Just buy a different rifle for each season!!! :rollin:

you know you could always use another gun!!! :strapped:


----------



## xdeano (Jan 14, 2005)

now that 2 cents worth spending. nice call mrmcgee!!!

xdeano


----------



## smk (Apr 30, 2008)

Krylon works wonders...........


----------



## Oregon310 (Apr 25, 2008)

We are still getting snow above 2,000' here. One stand might be dark timber & the next open snow. An hour in one direction gets you to the high desert sage & 30 minutes in the other direction gets you to oak trees & pasture. It would be nice to have a rifle in every color, but my wallet isn't that big. When it comes right down to it, I guess I just don't want to paint my rifle. When it doesn't come out looking as good as I had hoped, I would probably spend the next three years in "remove and repeat" paint mode and not hunting.


----------



## hunt4P&amp;Y (Sep 23, 2004)

If you vet wrap it in one color, maybe a gray, brown mix do you really think it is going to make a difference where you are hunting? Camo is about break up!


----------



## Oregon310 (Apr 25, 2008)

hunt4P&Y said:


> If you vet wrap it in one color, maybe a gray, brown mix do you really think it is going to make a difference where you are hunting? Camo is about break up!


That would pretty much be what I have now wouldn't it ? My rifle & scope are matte now & I am going to wrap the stainless with the cammo string instead of vet wrap. I think the string is a better break up than one color of vet wrap unless I am in the open snow. I'm not saying the paint or vet wrap isn't the best way to go, I just thought maybe somebody had tried it and could tell me if it would effect the accuracy of my rifle. I didn't mean to start a fight about the best method. I'm sure what you guys have and recomend are great, I just wanted to try it this way.


----------



## hunt4P&amp;Y (Sep 23, 2004)

I didn't mean to come off as a dick with that! Send a link to this string? I guess that may make me understand what you are doing.


----------



## huntin1 (Nov 14, 2003)

When I wrapped my sniper rifle with tape I noticed about 1/4" difference in POI from my unwrapped barrel at 100 yards, it was consistent, upper left. Not much, but I didn't trust it so I ended up painting, both that rifle and my personal one as well. I have talked to several guys who used tape and vet wrap without any shift in POI. I don't know anyone who has used the camo string.

Sorry, I guess you'll have to burn some ammo and see if your rifle shifts POI.

huntin1


----------



## smk (Apr 30, 2008)

You know you can paint over paint. Changing AOs means changing paint schemes.

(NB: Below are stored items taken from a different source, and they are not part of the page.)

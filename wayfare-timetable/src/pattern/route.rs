use super::RouteId;
use serde::{Deserialize, Serialize};

/// vehicle category of a route, used to select board costs and reluctances.
#[derive(Serialize, Deserialize, Clone, Copy, Debug, PartialEq, Eq, Hash, Default)]
#[serde(rename_all = "snake_case")]
pub enum TransitMode {
    #[default]
    Bus,
    Tram,
    Subway,
    Rail,
    Ferry,
    CableCar,
    Gondola,
    Funicular,
    Coach,
    Trolleybus,
    Monorail,
}

#[derive(Clone, Debug, PartialEq, Eq, Serialize, Deserialize)]
pub struct Route {
    pub id: RouteId,
    pub agency: String,
    pub short_name: Option<String>,
    pub mode: TransitMode,
}

impl Route {
    pub fn new(id: &str, agency: &str, mode: TransitMode) -> Route {
        Route {
            id: RouteId::new(id),
            agency: agency.to_string(),
            short_name: None,
            mode,
        }
    }
}
use super::Edge;
use crate::model::{
    request::RoutingContext,
    state::{CarPickupState, StateEditor, StateRef, TraverseMode},
};
use wayfare_timetable::pattern::Accessibility;

/// a connector with a token weight so that free edges never form zero-cost cycles.
pub(super) fn traverse_free(edge: &Edge, s0: &StateRef) -> Option<StateRef> {
    let (_, target) = edge.search_endpoints(s0.arrive_by());
    let mut editor = StateEditor::new(s0, edge.id, target);
    editor.increment_weight(1.0);
    editor.finish()
}

/// splices two legs; transfer rules and the no-reboard check start over.
pub(super) fn traverse_leg_switch(edge: &Edge, s0: &StateRef) -> Option<StateRef> {
    if s0.on_board() {
        return None;
    }
    let (_, target) = edge.search_endpoints(s0.arrive_by());
    let mut editor = StateEditor::new(s0, edge.id, target);
    editor.reset_transit_leg();
    editor.finish()
}

/// enters or leaves a transit stop on foot.
///
/// vehicles (own, rented or a ride) cannot be taken into a station. street
/// travel before the first boarding is capped by the request's pre-transit
/// limit.
pub(super) fn traverse_station_link(
    edge: &Edge,
    s0: &StateRef,
    ctx: &RoutingContext,
) -> Option<StateRef> {
    let data = s0.data();
    if data.on_board()
        || data.current_mode != TraverseMode::Walk
        || data.rental_state.is_renting()
        || data.car_pickup_state == Some(CarPickupState::InCar)
    {
        return None;
    }
    let request = &ctx.request;
    if let Some(limit) = request.max_pre_transit_time {
        if s0.num_boardings() == 0 && s0.pre_transit_time() > limit {
            return None;
        }
    }

    let from = ctx.graph.vertex(edge.from).ok()?;
    let to = ctx.graph.vertex(edge.to).ok()?;
    let (_, accessibility) = from.transit_stop().or_else(|| to.transit_stop())?;
    let wheelchair = &request.wheelchair;
    let mut weight = 0.0;
    if wheelchair.enabled {
        match accessibility {
            Accessibility::Possible => {}
            Accessibility::NotPossible => return None,
            Accessibility::NoInformation if wheelchair.strict => return None,
            Accessibility::NoInformation => weight += wheelchair.unknown_accessibility_cost,
        }
    }

    let (_, target) = edge.search_endpoints(s0.arrive_by());
    let mut editor = StateEditor::new(s0, edge.id, target);
    editor.increment_weight(weight);
    editor.finish()
}
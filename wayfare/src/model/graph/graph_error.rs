use super::{EdgeId, VertexId};
use wayfare_timetable::pattern::PatternId;

#[derive(thiserror::Error, Debug)]
pub enum GraphError {
    #[error("vertex {0} is not in the graph")]
    VertexNotFound(VertexId),
    #[error("edge {0} is not in the graph")]
    EdgeNotFound(EdgeId),
    #[error("vertex {0} is not a transit stop")]
    NotATransitStop(VertexId),
    #[error("pattern {pattern} has {expected} stops but {found} stop vertices were given")]
    StopCountMismatch {
        pattern: PatternId,
        expected: usize,
        found: usize,
    },
    #[error("pattern {0} is already in the graph")]
    DuplicatePattern(PatternId),
    #[error("invalid edge from {from} to {to}: {msg}")]
    InvalidEdge {
        from: VertexId,
        to: VertexId,
        msg: String,
    },
}
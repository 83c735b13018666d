//! The singleton program configuration row.
//!
//! Every stored form goes through [`RawProgramConfig`], so missing or
//! nonsensical fields are resolved to defaults in exactly one place and the
//! rest of the crate always sees a fully populated [`ProgramConfig`].

use crate::MainLift;
use chrono::NaiveDate;
use serde::{Deserialize, Serialize};
use std::collections::BTreeMap;

pub const DEFAULT_WEEKLY_INCREMENT: f64 = 2.5;
pub const DEFAULT_GOODMORNINGS_INCREMENT: f64 = 1.25;
pub const DEFAULT_DELOAD_PERCENTAGE: f64 = 0.9;

/// Per-lift weights and corrections
#[derive(Clone, Debug, Serialize, Deserialize, PartialEq)]
pub struct LiftSettings {
    pub starting_weight: f64,
    pub training_max: f64,
    /// Additive correction accumulated by the reconciler
    pub adjustment: f64,
    /// Lift-specific weekly increment; `None` uses the program-wide one
    pub increment: Option<f64>,
}

impl LiftSettings {
    fn defaults_for(lift: MainLift) -> Self {
        let starting_weight = default_starting_weight(lift);
        Self {
            starting_weight,
            training_max: starting_weight,
            adjustment: 0.0,
            increment: default_lift_increment(lift),
        }
    }
}

/// Program state shared by every prescription
#[derive(Clone, Debug, Serialize, Deserialize, PartialEq)]
#[serde(from = "RawProgramConfig")]
pub struct ProgramConfig {
    pub program_start_date: Option<NaiveDate>,
    pub current_week: u32,
    pub weekly_increment: f64,
    pub deload_percentage: f64,
    pub lifts: BTreeMap<MainLift, LiftSettings>,
}

impl Default for ProgramConfig {
    fn default() -> Self {
        RawProgramConfig::default().into()
    }
}

impl ProgramConfig {
    pub fn lift(&self, lift: MainLift) -> LiftSettings {
        self.lifts
            .get(&lift)
            .cloned()
            .unwrap_or_else(|| LiftSettings::defaults_for(lift))
    }

    /// Mutable access; inserts defaults for a lift that is somehow missing
    pub fn lift_mut(&mut self, lift: MainLift) -> &mut LiftSettings {
        self.lifts
            .entry(lift)
            .or_insert_with(|| LiftSettings::defaults_for(lift))
    }

    pub fn starting_weight(&self, lift: MainLift) -> f64 {
        self.lift(lift).starting_weight
    }

    pub fn training_max(&self, lift: MainLift) -> f64 {
        self.lift(lift).training_max
    }

    pub fn adjustment(&self, lift: MainLift) -> f64 {
        self.lift(lift).adjustment
    }

    /// Weekly increment for a lift, falling back to the program-wide increment
    pub fn increment(&self, lift: MainLift) -> f64 {
        self.lift(lift).increment.unwrap_or(self.weekly_increment)
    }
}

/// Stored shape of the config row; every field may be absent
#[derive(Debug, Default, Deserialize)]
#[serde(default)]
pub struct RawProgramConfig {
    pub program_start_date: Option<NaiveDate>,
    pub current_week: Option<u32>,
    pub weekly_increment: Option<f64>,
    pub deload_percentage: Option<f64>,
    pub lifts: BTreeMap<MainLift, RawLiftSettings>,
}

#[derive(Debug, Default, Deserialize)]
#[serde(default)]
pub struct RawLiftSettings {
    pub starting_weight: Option<f64>,
    pub training_max: Option<f64>,
    pub adjustment: Option<f64>,
    pub increment: Option<f64>,
}

impl From<RawProgramConfig> for ProgramConfig {
    fn from(raw: RawProgramConfig) -> Self {
        let weekly_increment = raw
            .weekly_increment
            .filter(|inc| *inc > 0.0)
            .unwrap_or(DEFAULT_WEEKLY_INCREMENT);

        let deload_percentage = raw
            .deload_percentage
            .filter(|pct| *pct > 0.0)
            .unwrap_or(DEFAULT_DELOAD_PERCENTAGE);

        let mut stored = raw.lifts;
        let lifts = MainLift::ALL
            .iter()
            .map(|&lift| {
                let defaults = LiftSettings::defaults_for(lift);
                let settings = match stored.remove(&lift) {
                    Some(raw_lift) => {
                        let starting_weight =
                            raw_lift.starting_weight.unwrap_or(defaults.starting_weight);
                        LiftSettings {
                            starting_weight,
                            training_max: raw_lift.training_max.unwrap_or(starting_weight),
                            adjustment: raw_lift.adjustment.unwrap_or(0.0),
                            increment: raw_lift
                                .increment
                                .filter(|inc| *inc > 0.0)
                                .or(defaults.increment),
                        }
                    }
                    None => defaults,
                };
                (lift, settings)
            })
            .collect();

        ProgramConfig {
            program_start_date: raw.program_start_date,
            current_week: raw.current_week.unwrap_or(1).max(1),
            weekly_increment,
            deload_percentage,
            lifts,
        }
    }
}

fn default_starting_weight(lift: MainLift) -> f64 {
    match lift {
        MainLift::Squat => 62.5,
        MainLift::Bench => 45.0,
        MainLift::Deadlift => 65.0,
        MainLift::Ohp => 32.5,
        MainLift::Row => 45.0,
        MainLift::Lunges => 40.0,
        MainLift::Goodmornings => 30.0,
        MainLift::Rdl => 60.0,
    }
}

fn default_lift_increment(lift: MainLift) -> Option<f64> {
    match lift {
        MainLift::Goodmornings => Some(DEFAULT_GOODMORNINGS_INCREMENT),
        _ => None,
    }
}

It's been done, trust me. It doesn't have to be pretty, it just has to be effective.


----------



## sdeprie (May 1, 2004)

I'm sorry, I'll show some of my ignorance here. What's vet wrap? I would think a cloth sleeve would provide a quick change and shouldn't change poi, unless that's what you mean by vet wrap.


----------



## huntin1 (Nov 14, 2003)

It's like tape, but is stretchy and only clings to itself. Called vet wrap cause it's like the stuff they use to wrap the legs of horses, you can get it at drug stores in a white color which is good for snow, or at a sporting goods store in various camo patterns.

huntin1


----------



## mrmcgee (Jan 21, 2008)

Check out Mcnett's camo form. It's vet wrap in different camo patterns!!


----------



## johngfoster (Oct 21, 2007)

sdeprie said:


> What's vet wrap?


It's the same stuff as Coban, used in the medical field to keep IV's in place, hold cotton balls over veins after drawing blood, etc. Comes in a wide range of colors. Not sticky to touch, but will stick to itself, stretches, conforms to complex shapes. Doesn't leave behind sticky glue on metal surfaces. Good stuff.


----------



## Savage260 (Oct 21, 2007)

This vet wrap sounds pretty interesting. How is it in cold weather for coyote shooting at -40 degrees? Will it stay stuck to itself? if so I think that is the way I am going to go for my 22-250 for winter shooting, then just take it off in the spring.


----------



## huntin1 (Nov 14, 2003)

Don't know about -40, I have it on my scope and it's been on there with the temps around 0 with no signs of coming loose.

huntin1


----------



## varmit b gone (Jan 31, 2008)

Crrect me if I'm wrong, but isn't the main purpose of camo on a gun to break up lines and hide glare. I'm not saying to wrap your gun in blaze orange and go out but that is what I always thought the purpose of wrap on a gun was for.


----------



## huntin1 (Nov 14, 2003)

Yep that is what you are looking to do.

Here's my 308, the rifle is painted with camo Krylon, the scope is wrapped with the camo vet wrap.










Either way the lines are broken up and glare is taken care of.

huntin1


----------



## smk (Apr 30, 2008)

Yep, that's all it takes. Pretty simple really.

But what is that black stuff on your boolits? Did you paint them with a magic marker or something? Has plainsman warped you too or have you always been warped? :wink:

OH! I bet I know why you colored them black! To keep the glare off of them too. Duh! No good painting your rifle if the boolits give you away.


----------



## sdeprie (May 1, 2004)

Thanks for the clarification on Vet Wrap. I actually use it all the time, as Co-Ban. I still think the idea of a loose cloth sleeve would give one the means to change camo's quickly and shoule not affect poi. Actually want to try tha myself.


----------



## huntin1 (Nov 14, 2003)

smk said:


> Yep, that's all it takes. Pretty simple really.
> 
> But what is that black stuff on your boolits? Did you paint them with a magic marker or something? Has plainsman warped you too or have you always been warped? :wink:
> 
> OH! I bet I know why you colored them black! To keep the glare off of them too. Duh! No good painting your rifle if the boolits give you away.


The boolits are black cause I want to be different, and I don't want them shiney copper boolits giving away my position. 8)

Actually it's the only color moly comes in, I tried to find it in hot pink, but could not find it anywhere.  

huntin1


----------